Every year the Company holds training sessions for the Board depending on the industrial characteristics and the needs of each board member, and also provides directors with information of training courses and forums organized by the competent authority and training institutions. Every director of the Company actively participates in internal and external training courses, covering topics such as risk management, corporate governance, corporate sustainability, information security, and integrity, management. In 2024, each director completed the required training according to the "Directions for the Implementation of Continuing Education for Directors and Supervisors of TWSE Listed and TPEx Listed Companies", with an average training duration of approximately 7.89 hours. For the detailed information of each director’s training situation, please refer to the Corporate Governance section on EVA Air website.

For information on the diversity status on the Company's board members, please refer to the Implementation of the diversity policy on board members on the Corporate Governance section of EVA Air's website.

Nomination and Election of Director
According to the Company's Articles of Incorporation, EVA Air elects 9 directors (including 3 independent directors) for a term of 3 years. The election process follows the candidate nomination system as stipulated in Article 192-1 of the Company Act and the provisions of the Company's Articles of Incorporation.

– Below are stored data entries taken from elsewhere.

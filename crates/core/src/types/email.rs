//! Email address type.
//!
//! Login, registration, password recovery and the user forms all accept an
//! email. The clinic API performs the authoritative check; this type only
//! rejects input that could never be an address so the user gets feedback
//! before a round trip.

use core::fmt;

use serde::{Deserialize, Serialize};

/// Errors that can occur when parsing an [`Email`].
#[derive(thiserror::Error, Debug, Clone, PartialEq, Eq)]
pub enum EmailError {
    /// The input is empty after trimming.
    #[error("email is required")]
    Empty,
    /// The input is too long.
    #[error("email must be at most {max} characters")]
    TooLong {
        /// Maximum allowed length.
        max: usize,
    },
    /// The input contains whitespace inside the address.
    #[error("email cannot contain spaces")]
    ContainsWhitespace,
    /// The input does not contain exactly one @ symbol.
    #[error("email must contain a single @ symbol")]
    InvalidAtSymbol,
    /// The mailbox (before @) is empty.
    #[error("email is missing the part before @")]
    EmptyLocalPart,
    /// The domain (after @) is empty or has no dot-separated label.
    #[error("email domain is not valid")]
    InvalidDomain,
}

/// A normalised email address.
///
/// Surrounding whitespace is trimmed and the domain is lowercased, so
/// `Vet@Clinic.COM ` and `Vet@clinic.com` produce equal values. The mailbox
/// keeps its case; only the receiving server may decide it is insensitive.
///
/// ## Constraints
///
/// - Length: 1-254 characters (RFC 5321 limit)
/// - No interior whitespace
/// - Exactly one @ symbol with a non-empty mailbox
/// - Domain contains a dot with non-empty labels on both sides
///
/// ## Examples
///
/// ```
/// use vetdesk_core::Email;
///
/// assert_eq!(Email::parse(" Dr.Ana@Clinic.VET ").unwrap().as_str(), "Dr.Ana@clinic.vet");
///
/// assert!(Email::parse("").is_err());
/// assert!(Email::parse("ana@clinic").is_err());
/// assert!(Email::parse("ana@@clinic.vet").is_err());
/// ```
#[derive(Debug, Clone, Serialize, Deserialize, PartialEq, Eq, Hash)]
#[serde(transparent)]
pub struct Email(String);

impl Email {
    /// Maximum length of an email address (RFC 5321).
    pub const MAX_LENGTH: usize = 254;

    /// Parse and normalise an `Email`.
    ///
    /// # Errors
    ///
    /// Returns an [`EmailError`] describing the first constraint the input
    /// violates.
    pub fn parse(s: &str) -> Result<Self, EmailError> {
        let trimmed = s.trim();
        if trimmed.is_empty() {
            return Err(EmailError::Empty);
        }

        if trimmed.len() > Self::MAX_LENGTH {
            return Err(EmailError::TooLong {
                max: Self::MAX_LENGTH,
            });
        }

        if trimmed.chars().any(char::is_whitespace) {
            return Err(EmailError::ContainsWhitespace);
        }

        let (local, domain) = match trimmed.split_once('@') {
            Some((local, domain)) if !domain.contains('@') => (local, domain),
            _ => return Err(EmailError::InvalidAtSymbol),
        };

        if local.is_empty() {
            return Err(EmailError::EmptyLocalPart);
        }

        let valid_domain = domain
            .rsplit_once('.')
            .is_some_and(|(host, tld)| !host.is_empty() && !tld.is_empty())
            && !domain.starts_with('.');
        if !valid_domain {
            return Err(EmailError::InvalidDomain);
        }

        Ok(Self(format!("{local}@{}", domain.to_lowercase())))
    }

    /// Returns the email address as a string slice.
    #[must_use]
    pub fn as_str(&self) -> &str {
        &self.0
    }

    /// Consumes the `Email` and returns its inner string.
    #[must_use]
    pub fn into_inner(self) -> String {
        self.0
    }

    /// Returns the domain part of the email (after the @).
    #[must_use]
    pub fn domain(&self) -> &str {
        self.0.split_once('@').map_or("", |(_, domain)| domain)
    }
}

impl fmt::Display for Email {
    fn fmt(&self, f: &mut fmt::Formatter<'_>) -> fmt::Result {
        f.write_str(&self.0)
    }
}

impl std::str::FromStr for Email {
    type Err = EmailError;

    fn from_str(s: &str) -> Result<Self, Self::Err> {
        Self::parse(s)
    }
}

impl AsRef<str> for Email {
    fn as_ref(&self) -> &str {
        &self.0
    }
}

#[cfg(test)]
#[allow(clippy::unwrap_used)]
mod tests {
    use super::*;

    #[test]
    fn test_parse_accepts_common_addresses() {
        assert!(Email::parse("reception@happypaws.vet").is_ok());
        assert!(Email::parse("dr.lopez+oncall@clinic.co.uk").is_ok());
        assert!(Email::parse("a@b.c").is_ok());
    }

    #[test]
    fn test_parse_normalises_domain_case_and_whitespace() {
        let email = Email::parse("  Owner@Example.COM\n").unwrap();
        assert_eq!(email.as_str(), "Owner@example.com");
        assert_eq!(email.domain(), "example.com");
    }

    #[test]
    fn test_parse_keeps_mailbox_case() {
        assert_ne!(
            Email::parse("Ana.Lopez@clinic.vet").unwrap(),
            Email::parse("ana.lopez@clinic.vet").unwrap()
        );
        assert_eq!(
            Email::parse("ana@CLINIC.vet").unwrap(),
            Email::parse("ana@clinic.VET").unwrap()
        );
    }

    #[test]
    fn test_parse_rejects_blank() {
        assert_eq!(Email::parse("   "), Err(EmailError::Empty));
    }

    #[test]
    fn test_parse_rejects_too_long() {
        let long = format!("{}@example.com", "a".repeat(250));
        assert!(matches!(
            Email::parse(&long),
            Err(EmailError::TooLong { .. })
        ));
    }

    #[test]
    fn test_parse_rejects_interior_space() {
        assert_eq!(
            Email::parse("ana lopez@clinic.vet"),
            Err(EmailError::ContainsWhitespace)
        );
    }

    #[test]
    fn test_parse_rejects_bad_at_usage() {
        assert_eq!(
            Email::parse("no-at-symbol"),
            Err(EmailError::InvalidAtSymbol)
        );
        assert_eq!(
            Email::parse("a@b@clinic.vet"),
            Err(EmailError::InvalidAtSymbol)
        );
        assert_eq!(
            Email::parse("@clinic.vet"),
            Err(EmailError::EmptyLocalPart)
        );
    }

    #[test]
    fn test_parse_rejects_domain_without_dot() {
        assert_eq!(Email::parse("ana@clinic"), Err(EmailError::InvalidDomain));
        assert_eq!(Email::parse("ana@clinic."), Err(EmailError::InvalidDomain));
        assert_eq!(Email::parse("ana@.vet"), Err(EmailError::InvalidDomain));
    }

    #[test]
    fn test_deserialize_is_transparent() {
        let parsed: Email = serde_json::from_str("\"vet@clinic.vet\"").unwrap();
        assert_eq!(parsed.to_string(), "vet@clinic.vet");
    }
}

Shareholders holding more than 1% of the total issued shares of the Company may submit a written list of director candidates to the Company during the nomination period. The shareholders shall select directors from the list of candidates announced by the Company. According to Article 20 of EVA Air’s Corporate Governance Best Practice Principles, members of the Board of Directors are selected based on diversity, independence, and the professional competence and other relevant factors. Please refer to the Corporate Governance section on EVA Air's website for information on the appointment of the current Board of Directors for the term from May 24, 2023, to May 23, 2026.


Performance Evaluation of the Board of Directors
To enhance the functions of the Company’s Board of Directors in accordance with the “Regulations Governing Board Performance Evaluations” formulated by the Board of Directors, the Board of Directors shall carry out an internal board performance evaluation at least once a year. The evaluation indexes include the level of participation in company operations, improvement of the Board of Directors' decision-making quality, composition and structure of the Board of Directors, director appointment and continuing education, internal controls, and implementation and promotion of sustainable practices (ESG). In addition, an external board performance evaluation may be conducted every three years. In 2024, self-evaluation of performance of the Board, self-evaluation of performance of Board Members, self-evaluation of performance of the functional committees (Remuneration Committee, Audit Committee, and Sustainability Committee) were conducted. The results of these self-evaluation are as follows.
  Self-evaluation of Performance of the Board Self-evaluation of Performance of Board Members Self-evaluation of Performance of the Remuneration Committee Self-evaluation of Performance of the Audit Committee Self-evaluation of Performance of the Sustainability Committee
Overall Average Score (5 points for full marks) 4.98 4.97 5 4.97 4.98
Results Excellent Excellent Excellent Excellent Excellent
Note: More than 4.5 points: Excellent; more than 3.5 points and less than 4.5 points: Good; more than 2.5 points and less than 3.5 points: Acceptable; less than 2.5 points: Improvement Needed.